What is Coaching? Part 1

Written by Michael Jospe Posted in Professional Coaching

Part 1: Coach or Professional Coach

What is Coaching?  Part 1

Some of my Nature-Connected Coaching students have talked to me about their hesitation in labeling themselves as coaches. They told me that they have come against a “negative stigma”  about coaches in their networking for new clients. This conversation has inspired these next two blog posts on Professional Coaching.

 
There is a big difference between being a coach and being a professional coach. Today, there are many people calling themselves coaches who in fact have no formal training in the practice. Likewise, many training programs exist that use the term "coaching" simply because they don’t know how else to appraise the skills they are offering, or they believe they will avoid some misappropriation by labeling their practice “coaching” rather than "therapy" or "counseling."
 
Like the words “therapy” and “therapist”, “coach” and “coaching” are not owned by any one profession. It’s true - anyone who is helping, guiding, or supporting another in their journey towards self-improvement may call themselves a “coach”, just as anyone who helps another person feel better can call them selves a “therapist” of some kind. There are many people out there who, indeed, are born to be listeners, helpers and guides. They help people every day and yet, they have no formal training. Is it wrong for these individuals to call themselves coaches? For perhaps that’s who they are, at their core.

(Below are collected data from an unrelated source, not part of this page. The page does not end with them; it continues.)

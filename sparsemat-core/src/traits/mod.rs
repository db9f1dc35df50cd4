//! Element-type constraints for sparse matrices

pub mod element;

pub use element::MatrixElement;
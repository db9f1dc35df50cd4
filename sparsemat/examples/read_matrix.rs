//! Read the demo matrices back and run the three operations on them

use sparsemat::{MatrixFile, ParseConfig, SparseMatrix};
use std::path::Path;
use std::time::Instant;
use tracing_subscriber::EnvFilter;

fn main() -> sparsemat::Result<()> {
    tracing_subscriber::fmt()
        .with_env_filter(EnvFilter::from_default_env())
        .init();

    let (a_path, b_path) = ("example_a.txt", "example_b.txt");
    if !Path::new(a_path).exists() || !Path::new(b_path).exists() {
        println!("Files '{a_path}' / '{b_path}' not found!");
        println!("   Run 'cargo run --example write_matrix' first");
        return Ok(());
    }

    let config = ParseConfig::default().with_bounds_check(true);
    let start = Instant::now();
    let a: SparseMatrix = MatrixFile::read_matrix_with_config(a_path, config)?;
    let b: SparseMatrix = MatrixFile::read_matrix_with_config(b_path, config)?;
    println!("Parsed both files in {:.3}ms", start.elapsed().as_secs_f64() * 1000.0);

    for (name, matrix) in [("A", &a), ("B", &b)] {
        println!("\nMatrix {name}:");
        println!("   Shape: {}", matrix.shape());
        println!("   Non-zeros: {}", matrix.nnz());
        println!(
            "   Density: {:.4}%",
            matrix.nnz() as f64 / (matrix.rows() * matrix.cols()) as f64 * 100.0
        );
    }

    let start = Instant::now();
    let sum = a.addition(&b)?;
    let difference = a.subtraction(&b)?;
    let product = a.multiplication(&b)?;
    println!("\nArithmetic finished in {:?}", start.elapsed());

    for (name, result) in [("sum", &sum), ("difference", &difference), ("product", &product)] {
        let path = format!("example_{name}.txt");
        MatrixFile::write_matrix(&path, result)?;
        println!("   {name}: {} non-zeros -> {path}", result.nnz());
    }

    Ok(())
}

Is it wrong for them to trade skill, passion and vision in exchange for money? Personally, I don’t think so. 

But, it is a misuse of power when someone cuts the corners insofar as the critical path of experience and training, and uses professional titles for personal gain, essentially capitalizing upon the pain and struggling of others. Of course, making a living is a necessary component of what it means to exist in the modern world, but misuse of power gives coaching a bad name. This appropriation creates negative stigma that Professional Coaches must navigate as they network to generate clientele (For example - "coach" means: presumptuous life-coach who will tell me what to do to change my life. Or, wannabe therapist. Or, athletic coach. Or trainer, etc.)

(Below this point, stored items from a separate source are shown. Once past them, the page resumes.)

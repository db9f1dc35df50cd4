//! Coordinate bounds validation

use crate::error::ParseErrorKind;
use crate::format::Shape;

/// Validate that a decoded coordinate lies inside the declared shape
///
/// Only consulted when bounds checking is enabled in
/// [`ParseConfig`](crate::ParseConfig); plain parsing accepts any
/// coordinate.
pub fn check_coordinate(row: i64, col: i64, shape: Shape) -> Result<(), ParseErrorKind> {
    if !shape.contains(row, col) {
        return Err(ParseErrorKind::CoordinateOutOfBounds { row, col, shape });
    }
    Ok(())
}

#[cfg(test)]
mod tests {
    use super::*;

    #[test]
    fn test_check_coordinate() {
        let shape = Shape::new(2, 3);

        assert_eq!(check_coordinate(0, 0, shape), Ok(()));
        assert_eq!(check_coordinate(1, 2, shape), Ok(()));

        assert_eq!(
            check_coordinate(2, 0, shape),
            Err(ParseErrorKind::CoordinateOutOfBounds { row: 2, col: 0, shape })
        );
        assert_eq!(
            check_coordinate(0, 3, shape),
            Err(ParseErrorKind::CoordinateOutOfBounds { row: 0, col: 3, shape })
        );
        assert_eq!(
            check_coordinate(-1, 0, shape),
            Err(ParseErrorKind::CoordinateOutOfBounds { row: -1, col: 0, shape })
        );
    }

    #[test]
    fn test_empty_shape_rejects_everything() {
        assert!(check_coordinate(0, 0, Shape::new(0, 0)).is_err());
    }
}
//! Write two demo sparse matrices in the text format

use sparsemat::{MatrixFile, SparseMatrix};
use std::time::Instant;
use tracing_subscriber::EnvFilter;

fn main() -> sparsemat::Result<()> {
    tracing_subscriber::fmt()
        .with_env_filter(EnvFilter::from_default_env())
        .init();

    let size = 1_000;
    let diagonal_stride = 7;

    println!("Building two {size} x {size} banded matrices...");
    let start = Instant::now();
    let a = build_banded(size, diagonal_stride, 1);
    let b = build_banded(size, diagonal_stride, -2);
    println!("Built in {:?}", start.elapsed());
    println!("   A non-zeros: {}", a.nnz());
    println!("   B non-zeros: {}", b.nnz());

    let start = Instant::now();
    MatrixFile::write_matrix("example_a.txt", &a)?;
    MatrixFile::write_matrix("example_b.txt", &b)?;
    println!("Matrices written in {:?}", start.elapsed());
    println!("\nRun 'cargo run --example read_matrix' to read them back!");
    Ok(())
}

/// Build a square matrix with a main diagonal and every `stride`-th off-diagonal
fn build_banded(size: usize, stride: usize, scale: i64) -> SparseMatrix {
    let (n, stride) = (size as i64, stride as i64);
    let entries = (0..n).flat_map(|row| {
        let diagonal = (row, row, scale * (row % 10 + 1));
        let off = (row, (row + stride) % n, scale * 3);
        [diagonal, off]
    });
    SparseMatrix::from_entries(size, size, entries)
}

In contrast, Professional Coaching is a credentialed career path that requires a fairly rigorous combination of education and practicum, as well as approval by an overseeing organization: The International Coach Federation (ICF). Earth-Based Institute’s Nature-Connected Coach training program is approved by the ICF as a Professional Coach training program.

Professional Coaching is a modality that supports personal and professional change and growth. It is different from other forms of coaching, such as Athletic Development Coaching, as well as from psychotherapy, consulting and mentoring.

Here are some of the ways the ICF defines Professional Coaching:

  • “ICF defines coaching as partnering with clients in a thought-provoking and creative process that inspires them to maximize their personal and professional potential.” 
  • “Coaches honor the client as the expert in his or her life and work and believe every client is creative, resourceful and whole.” 
  • “The coach's responsibility is to: Discover, clarify, and align with what the client wants to achieve; Encourage client self-discovery; Elicit client-generated solutions and strategies; Hold the client responsible and accountable” 
  • “Professional coaching focuses on setting goals, creating outcomes and managing personal change.”
  • “Coaching […] supports personal and professional growth based on self-initiated change in pursuit of specific actionable outcomes. These outcomes are linked to personal or professional success. Coaching is future focused. While positive feelings/emotions may be a natural outcome of coaching, the primary focus is on creating actionable strategies for achieving specific goals in one's work or personal life. The emphases in a coaching relationship are on action, accountability, and follow-through.”
  • “With coaching, the assumption is that individuals or teams are capable of generating their own solutions, with the coach supplying supportive, discovery-based approaches and frameworks.”
  • “The coaching process does not include advising or counseling, and focuses instead on individuals or groups setting and reaching their own objectives. “
  • “Professional coaching, unlike athletic development, does not focus on behaviors that are being executed poorly or incorrectly. Instead, the focus is on identifying opportunity for development based on individual strengths and capabilities.”

As a Professional Coach, you are always striving to take yourself out of the equation of your client's growth by putting the power of insight and direction entirely in the client’s hands. As a coach, you are showing your clients that they already have everything that they need to make the change that they are called to make. In other words, one might say that a measurement of good coaching is when your clients gain such confidence in themselves that they no longer need you!